>>>

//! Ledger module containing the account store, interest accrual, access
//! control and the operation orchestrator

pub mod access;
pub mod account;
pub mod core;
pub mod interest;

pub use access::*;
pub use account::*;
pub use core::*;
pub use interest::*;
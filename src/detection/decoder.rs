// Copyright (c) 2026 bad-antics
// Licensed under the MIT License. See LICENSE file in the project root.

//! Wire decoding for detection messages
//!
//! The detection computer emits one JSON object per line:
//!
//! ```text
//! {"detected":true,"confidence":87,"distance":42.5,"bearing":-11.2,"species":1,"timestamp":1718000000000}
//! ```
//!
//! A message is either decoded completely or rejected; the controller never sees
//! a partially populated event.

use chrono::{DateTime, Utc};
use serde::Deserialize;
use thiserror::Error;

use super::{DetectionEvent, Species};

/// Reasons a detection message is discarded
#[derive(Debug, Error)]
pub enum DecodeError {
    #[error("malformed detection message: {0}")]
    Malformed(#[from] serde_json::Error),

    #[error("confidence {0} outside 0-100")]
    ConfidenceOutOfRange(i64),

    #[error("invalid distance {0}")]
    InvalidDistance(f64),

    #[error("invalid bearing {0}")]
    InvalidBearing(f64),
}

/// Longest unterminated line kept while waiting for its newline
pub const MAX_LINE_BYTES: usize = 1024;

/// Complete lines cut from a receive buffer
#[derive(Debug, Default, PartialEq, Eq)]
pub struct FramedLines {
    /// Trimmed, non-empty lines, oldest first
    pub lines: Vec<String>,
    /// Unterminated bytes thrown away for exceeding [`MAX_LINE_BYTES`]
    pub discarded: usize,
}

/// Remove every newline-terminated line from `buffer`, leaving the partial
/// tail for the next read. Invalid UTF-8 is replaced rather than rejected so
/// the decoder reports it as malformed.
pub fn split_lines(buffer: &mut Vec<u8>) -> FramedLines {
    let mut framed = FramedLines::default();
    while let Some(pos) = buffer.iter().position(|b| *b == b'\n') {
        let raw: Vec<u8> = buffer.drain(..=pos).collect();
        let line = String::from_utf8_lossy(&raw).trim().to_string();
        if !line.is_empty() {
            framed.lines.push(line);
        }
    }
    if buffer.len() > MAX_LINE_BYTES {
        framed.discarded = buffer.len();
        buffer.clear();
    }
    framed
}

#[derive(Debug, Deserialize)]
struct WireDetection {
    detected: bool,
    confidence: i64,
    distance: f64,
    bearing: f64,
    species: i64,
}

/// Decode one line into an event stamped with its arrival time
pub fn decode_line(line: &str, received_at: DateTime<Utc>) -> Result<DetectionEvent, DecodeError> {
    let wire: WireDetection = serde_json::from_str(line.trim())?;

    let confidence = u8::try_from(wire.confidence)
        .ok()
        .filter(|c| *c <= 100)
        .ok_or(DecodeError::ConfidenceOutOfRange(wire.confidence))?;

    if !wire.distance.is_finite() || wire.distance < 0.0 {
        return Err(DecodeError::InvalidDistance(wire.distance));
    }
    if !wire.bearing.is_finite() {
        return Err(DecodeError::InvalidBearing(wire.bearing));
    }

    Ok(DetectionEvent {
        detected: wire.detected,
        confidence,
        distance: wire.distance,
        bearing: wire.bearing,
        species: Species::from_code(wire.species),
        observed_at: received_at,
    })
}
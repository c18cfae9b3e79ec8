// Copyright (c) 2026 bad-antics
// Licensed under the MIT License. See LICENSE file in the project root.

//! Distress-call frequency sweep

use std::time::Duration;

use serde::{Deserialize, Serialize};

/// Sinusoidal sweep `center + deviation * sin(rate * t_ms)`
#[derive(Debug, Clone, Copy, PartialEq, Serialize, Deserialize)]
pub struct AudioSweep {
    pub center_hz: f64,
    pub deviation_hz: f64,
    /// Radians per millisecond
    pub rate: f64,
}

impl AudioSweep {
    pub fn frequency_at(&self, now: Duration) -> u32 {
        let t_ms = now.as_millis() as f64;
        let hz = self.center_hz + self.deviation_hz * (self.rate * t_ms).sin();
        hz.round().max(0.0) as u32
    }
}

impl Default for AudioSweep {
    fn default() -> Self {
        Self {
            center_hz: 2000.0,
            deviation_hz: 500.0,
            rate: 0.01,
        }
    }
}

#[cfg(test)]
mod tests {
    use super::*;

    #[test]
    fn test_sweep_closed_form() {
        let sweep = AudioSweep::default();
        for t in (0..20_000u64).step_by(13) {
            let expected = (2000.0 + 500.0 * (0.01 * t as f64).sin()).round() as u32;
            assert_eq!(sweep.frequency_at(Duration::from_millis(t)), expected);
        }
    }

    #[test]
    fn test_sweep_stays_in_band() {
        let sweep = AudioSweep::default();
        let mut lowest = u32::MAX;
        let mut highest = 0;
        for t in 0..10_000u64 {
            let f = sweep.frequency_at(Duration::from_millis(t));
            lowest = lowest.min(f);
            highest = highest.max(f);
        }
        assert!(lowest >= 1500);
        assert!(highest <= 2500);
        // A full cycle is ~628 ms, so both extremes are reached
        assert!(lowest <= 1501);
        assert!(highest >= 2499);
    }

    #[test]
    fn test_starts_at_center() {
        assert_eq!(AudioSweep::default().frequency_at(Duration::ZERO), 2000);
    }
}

<<<

Task brief:
Whenever a line of the data includes "InvalidBearing", copy that line.

Your solution:
    InvalidBearing(f64),
        return Err(DecodeError::InvalidBearing(wire.bearing));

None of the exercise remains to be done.